╔══
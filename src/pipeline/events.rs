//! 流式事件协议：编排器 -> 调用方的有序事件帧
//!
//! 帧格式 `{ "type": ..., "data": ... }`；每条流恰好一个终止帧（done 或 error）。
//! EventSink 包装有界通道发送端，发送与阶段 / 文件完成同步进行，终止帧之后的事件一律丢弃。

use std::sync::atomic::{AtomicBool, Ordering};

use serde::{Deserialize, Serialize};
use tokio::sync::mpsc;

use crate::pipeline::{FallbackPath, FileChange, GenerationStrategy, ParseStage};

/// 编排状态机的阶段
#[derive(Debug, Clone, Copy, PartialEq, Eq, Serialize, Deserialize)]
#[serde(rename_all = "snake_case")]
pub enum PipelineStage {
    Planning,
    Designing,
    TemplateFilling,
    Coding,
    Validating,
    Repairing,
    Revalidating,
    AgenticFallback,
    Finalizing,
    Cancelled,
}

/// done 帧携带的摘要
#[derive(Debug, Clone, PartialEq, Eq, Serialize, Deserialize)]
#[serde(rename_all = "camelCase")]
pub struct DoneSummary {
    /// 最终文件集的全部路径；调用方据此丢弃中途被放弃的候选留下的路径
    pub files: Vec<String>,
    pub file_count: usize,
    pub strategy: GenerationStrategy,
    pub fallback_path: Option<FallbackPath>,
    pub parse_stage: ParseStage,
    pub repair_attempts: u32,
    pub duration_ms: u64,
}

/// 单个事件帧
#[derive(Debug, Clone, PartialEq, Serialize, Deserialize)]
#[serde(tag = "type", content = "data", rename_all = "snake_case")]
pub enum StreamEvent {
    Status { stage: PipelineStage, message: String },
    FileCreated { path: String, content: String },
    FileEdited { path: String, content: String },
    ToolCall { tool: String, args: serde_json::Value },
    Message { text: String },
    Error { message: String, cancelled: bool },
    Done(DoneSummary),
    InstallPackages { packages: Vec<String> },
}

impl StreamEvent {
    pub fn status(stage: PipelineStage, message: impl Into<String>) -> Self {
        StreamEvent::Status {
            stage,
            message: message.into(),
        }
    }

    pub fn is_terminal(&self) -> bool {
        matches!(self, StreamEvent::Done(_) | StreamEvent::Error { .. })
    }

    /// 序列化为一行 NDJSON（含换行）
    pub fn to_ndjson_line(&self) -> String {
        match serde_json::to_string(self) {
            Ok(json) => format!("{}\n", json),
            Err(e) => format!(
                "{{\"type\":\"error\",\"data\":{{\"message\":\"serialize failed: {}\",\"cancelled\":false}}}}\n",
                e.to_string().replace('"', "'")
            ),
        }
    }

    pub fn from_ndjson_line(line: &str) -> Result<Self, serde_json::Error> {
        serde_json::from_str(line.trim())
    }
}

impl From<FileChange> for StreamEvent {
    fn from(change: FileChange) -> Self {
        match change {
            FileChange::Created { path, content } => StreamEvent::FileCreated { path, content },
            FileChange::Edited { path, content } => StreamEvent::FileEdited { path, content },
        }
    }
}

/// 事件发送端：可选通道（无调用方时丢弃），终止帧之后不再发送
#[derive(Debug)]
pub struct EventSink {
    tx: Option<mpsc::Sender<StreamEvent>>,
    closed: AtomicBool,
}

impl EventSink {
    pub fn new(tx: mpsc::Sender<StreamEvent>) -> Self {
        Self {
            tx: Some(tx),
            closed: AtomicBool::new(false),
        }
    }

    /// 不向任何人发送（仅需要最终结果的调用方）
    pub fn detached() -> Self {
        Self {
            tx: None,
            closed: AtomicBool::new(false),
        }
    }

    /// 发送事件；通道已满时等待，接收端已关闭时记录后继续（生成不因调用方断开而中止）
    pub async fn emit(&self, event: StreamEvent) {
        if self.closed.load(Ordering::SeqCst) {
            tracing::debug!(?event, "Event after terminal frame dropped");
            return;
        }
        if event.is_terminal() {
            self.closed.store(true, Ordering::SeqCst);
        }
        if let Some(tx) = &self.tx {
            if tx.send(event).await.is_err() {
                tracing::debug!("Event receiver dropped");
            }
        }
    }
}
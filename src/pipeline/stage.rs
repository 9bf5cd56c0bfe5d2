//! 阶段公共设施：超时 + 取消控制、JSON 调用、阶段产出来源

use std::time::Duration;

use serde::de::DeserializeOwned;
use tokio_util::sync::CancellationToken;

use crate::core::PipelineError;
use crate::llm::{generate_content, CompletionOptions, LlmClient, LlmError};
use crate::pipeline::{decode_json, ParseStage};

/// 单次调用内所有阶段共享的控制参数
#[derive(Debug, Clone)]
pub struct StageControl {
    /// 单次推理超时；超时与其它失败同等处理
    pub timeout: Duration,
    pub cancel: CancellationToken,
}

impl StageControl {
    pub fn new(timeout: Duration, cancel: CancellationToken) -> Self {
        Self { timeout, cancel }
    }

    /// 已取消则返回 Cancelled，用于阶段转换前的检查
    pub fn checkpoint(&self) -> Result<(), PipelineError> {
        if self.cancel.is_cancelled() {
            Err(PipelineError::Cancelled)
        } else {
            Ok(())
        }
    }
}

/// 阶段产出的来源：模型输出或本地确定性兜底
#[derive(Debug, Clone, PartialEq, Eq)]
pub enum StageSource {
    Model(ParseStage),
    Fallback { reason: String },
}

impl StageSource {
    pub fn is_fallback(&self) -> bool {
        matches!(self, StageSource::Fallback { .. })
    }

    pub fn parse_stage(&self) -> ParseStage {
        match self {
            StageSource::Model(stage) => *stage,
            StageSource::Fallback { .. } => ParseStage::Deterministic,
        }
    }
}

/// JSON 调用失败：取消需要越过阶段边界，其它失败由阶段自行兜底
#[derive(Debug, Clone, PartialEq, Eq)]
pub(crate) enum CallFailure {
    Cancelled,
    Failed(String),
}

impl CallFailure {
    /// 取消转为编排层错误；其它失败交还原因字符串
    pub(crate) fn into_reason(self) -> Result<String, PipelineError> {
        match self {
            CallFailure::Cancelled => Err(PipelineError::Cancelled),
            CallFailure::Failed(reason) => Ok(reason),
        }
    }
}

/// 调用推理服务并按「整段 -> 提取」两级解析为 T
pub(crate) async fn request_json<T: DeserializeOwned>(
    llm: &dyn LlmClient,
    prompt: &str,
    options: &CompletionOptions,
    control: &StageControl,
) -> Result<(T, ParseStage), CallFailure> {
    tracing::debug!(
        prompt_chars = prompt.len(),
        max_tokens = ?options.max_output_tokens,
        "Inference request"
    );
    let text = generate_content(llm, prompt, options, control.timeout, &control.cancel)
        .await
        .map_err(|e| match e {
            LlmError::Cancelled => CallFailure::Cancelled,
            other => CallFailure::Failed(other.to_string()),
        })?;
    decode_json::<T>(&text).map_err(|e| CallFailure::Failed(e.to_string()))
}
╚══
Exercise objective:
Write out all the entries once more, exactly.

Result of the exercise:
filename src/pipeline/events.rs
//! 流式事件协议：编排器 -> 调用方的有序事件帧
//!
//! 帧格式 `{ "type": ..., "data": ... }`；每条流恰好一个终止帧（done 或 error）。
//! EventSink 包装有界通道发送端，发送与阶段 / 文件完成同步进行，终止帧之后的事件一律丢弃。

use std::sync::atomic::{AtomicBool, Ordering};

use serde::{Deserialize, Serialize};
use tokio::sync::mpsc;

use crate::pipeline::{FallbackPath, FileChange, GenerationStrategy, ParseStage};

/// 编排状态机的阶段
#[derive(Debug, Clone, Copy, PartialEq, Eq, Serialize, Deserialize)]
#[serde(rename_all = "snake_case")]
pub enum PipelineStage {
    Planning,
    Designing,
    TemplateFilling,
    Coding,
    Validating,
    Repairing,
    Revalidating,
    AgenticFallback,
    Finalizing,
    Cancelled,
}

/// done 帧携带的摘要
#[derive(Debug, Clone, PartialEq, Eq, Serialize, Deserialize)]
#[serde(rename_all = "camelCase")]
pub struct DoneSummary {
    /// 最终文件集的全部路径；调用方据此丢弃中途被放弃的候选留下的路径
    pub files: Vec<String>,
    pub file_count: usize,
    pub strategy: GenerationStrategy,
    pub fallback_path: Option<FallbackPath>,
    pub parse_stage: ParseStage,
    pub repair_attempts: u32,
    pub duration_ms: u64,
}

/// 单个事件帧
#[derive(Debug, Clone, PartialEq, Serialize, Deserialize)]
#[serde(tag = "type", content = "data", rename_all = "snake_case")]
pub enum StreamEvent {
    Status { stage: PipelineStage, message: String },
    FileCreated { path: String, content: String },
    FileEdited { path: String, content: String },
    ToolCall { tool: String, args: serde_json::Value },
    Message { text: String },
    Error { message: String, cancelled: bool },
    Done(DoneSummary),
    InstallPackages { packages: Vec<String> },
}

impl StreamEvent {
    pub fn status(stage: PipelineStage, message: impl Into<String>) -> Self {
        StreamEvent::Status {
            stage,
            message: message.into(),
        }
    }

    pub fn is_terminal(&self) -> bool {
        matches!(self, StreamEvent::Done(_) | StreamEvent::Error { .. })
    }

    /// 序列化为一行 NDJSON（含换行）
    pub fn to_ndjson_line(&self) -> String {
        match serde_json::to_string(self) {
            Ok(json) => format!("{}\n", json),
            Err(e) => format!(
                "{{\"type\":\"error\",\"data\":{{\"message\":\"serialize failed: {}\",\"cancelled\":false}}}}\n",
                e.to_string().replace('"', "'")
            ),
        }
    }

    pub fn from_ndjson_line(line: &str) -> Result<Self, serde_json::Error> {
        serde_json::from_str(line.trim())
    }
}

impl From<FileChange> for StreamEvent {
    fn from(change: FileChange) -> Self {
        match change {
            FileChange::Created { path, content } => StreamEvent::FileCreated { path, content },
            FileChange::Edited { path, content } => StreamEvent::FileEdited { path, content },
        }
    }
}

/// 事件发送端：可选通道（无调用方时丢弃），终止帧之后不再发送
#[derive(Debug)]
pub struct EventSink {
    tx: Option<mpsc::Sender<StreamEvent>>,
    closed: AtomicBool,
}

impl EventSink {
    pub fn new(tx: mpsc::Sender<StreamEvent>) -> Self {
        Self {
            tx: Some(tx),
            closed: AtomicBool::new(false),
        }
    }

    /// 不向任何人发送（仅需要最终结果的调用方）
    pub fn detached() -> Self {
        Self {
            tx: None,
            closed: AtomicBool::new(false),
        }
    }

    /// 发送事件；通道已满时等待，接收端已关闭时记录后继续（生成不因调用方断开而中止）
    pub async fn emit(&self, event: StreamEvent) {
        if self.closed.load(Ordering::SeqCst) {
            tracing::debug!(?event, "Event after terminal frame dropped");
            return;
        }
        if event.is_terminal() {
            self.closed.store(true, Ordering::SeqCst);
        }
        if let Some(tx) = &self.tx {
            if tx.send(event).await.is_err() {
                tracing::debug!("Event receiver dropped");
            }
        }
    }
}
filename src/pipeline/stage.rs
repository 9bf5cd56c0bfe5d2
//! 阶段公共设施：超时 + 取消控制、JSON 调用、阶段产出来源

use std::time::Duration;

use serde::de::DeserializeOwned;
use tokio_util::sync::CancellationToken;

use crate::core::PipelineError;
use crate::llm::{generate_content, CompletionOptions, LlmClient, LlmError};
use crate::pipeline::{decode_json, ParseStage};

/// 单次调用内所有阶段共享的控制参数
#[derive(Debug, Clone)]
pub struct StageControl {
    /// 单次推理超时；超时与其它失败同等处理
    pub timeout: Duration,
    pub cancel: CancellationToken,
}

impl StageControl {
    pub fn new(timeout: Duration, cancel: CancellationToken) -> Self {
        Self { timeout, cancel }
    }

    /// 已取消则返回 Cancelled，用于阶段转换前的检查
    pub fn checkpoint(&self) -> Result<(), PipelineError> {
        if self.cancel.is_cancelled() {
            Err(PipelineError::Cancelled)
        } else {
            Ok(())
        }
    }
}

/// 阶段产出的来源：模型输出或本地确定性兜底
#[derive(Debug, Clone, PartialEq, Eq)]
pub enum StageSource {
    Model(ParseStage),
    Fallback { reason: String },
}

impl StageSource {
    pub fn is_fallback(&self) -> bool {
        matches!(self, StageSource::Fallback { .. })
    }

    pub fn parse_stage(&self) -> ParseStage {
        match self {
            StageSource::Model(stage) => *stage,
            StageSource::Fallback { .. } => ParseStage::Deterministic,
        }
    }
}

/// JSON 调用失败：取消需要越过阶段边界，其它失败由阶段自行兜底
#[derive(Debug, Clone, PartialEq, Eq)]
pub(crate) enum CallFailure {
    Cancelled,
    Failed(String),
}

impl CallFailure {
    /// 取消转为编排层错误；其它失败交还原因字符串
    pub(crate) fn into_reason(self) -> Result<String, PipelineError> {
        match self {
            CallFailure::Cancelled => Err(PipelineError::Cancelled),
            CallFailure::Failed(reason) => Ok(reason),
        }
    }
}

/// 调用推理服务并按「整段 -> 提取」两级解析为 T
pub(crate) async fn request_json<T: DeserializeOwned>(
    llm: &dyn LlmClient,
    prompt: &str,
    options: &CompletionOptions,
    control: &StageControl,
) -> Result<(T, ParseStage), CallFailure> {
    tracing::debug!(
        prompt_chars = prompt.len(),
        max_tokens = ?options.max_output_tokens,
        "Inference request"
    );
    let text = generate_content(llm, prompt, options, control.timeout, &control.cancel)
        .await
        .map_err(|e| match e {
            LlmError::Cancelled => CallFailure::Cancelled,
            other => CallFailure::Failed(other.to_string()),
        })?;
    decode_json::<T>(&text).map_err(|e| CallFailure::Failed(e.to_string()))
}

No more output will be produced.